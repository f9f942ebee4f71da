//! Route definitions for the `/api/sprites` resource.

use axum::routing::{get, MethodRouter};
use axum::Router;

use crate::handlers::sprite;
use crate::state::AppState;

/// Sprite routes.
///
/// ```text
/// GET    /api/sprites/          -> list
/// POST   /api/sprites/          -> create
/// GET    /api/sprites/{id}/     -> get_by_id
/// PUT    /api/sprites/{id}/     -> replace
/// PATCH  /api/sprites/{id}/     -> update
/// DELETE /api/sprites/{id}/     -> delete
/// ```
pub fn router() -> Router<AppState> {
    Router::new()
        .route("/api/sprites/", collection())
        .route("/api/sprites", collection())
        .route("/api/sprites/{id}/", member())
        .route("/api/sprites/{id}", member())
}

fn collection() -> MethodRouter<AppState> {
    get(sprite::list).post(sprite::create)
}

fn member() -> MethodRouter<AppState> {
    get(sprite::get_by_id)
        .put(sprite::replace)
        .patch(sprite::update)
        .delete(sprite::delete)
}
//! Repository layer.
//!
//! Each repository is a zero-sized struct providing async CRUD methods
//! that accept `&PgPool` as the first argument.

pub mod sprite_repo;

pub use sprite_repo::SpriteRepo;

• [What this task involves] Word for word, please return the lines from the one containing "pub mod sprite_repo;" through the end of the listing, both ends included, and nothing else.

• [Result of the task]
pub mod sprite_repo;

pub use sprite_repo::SpriteRepo;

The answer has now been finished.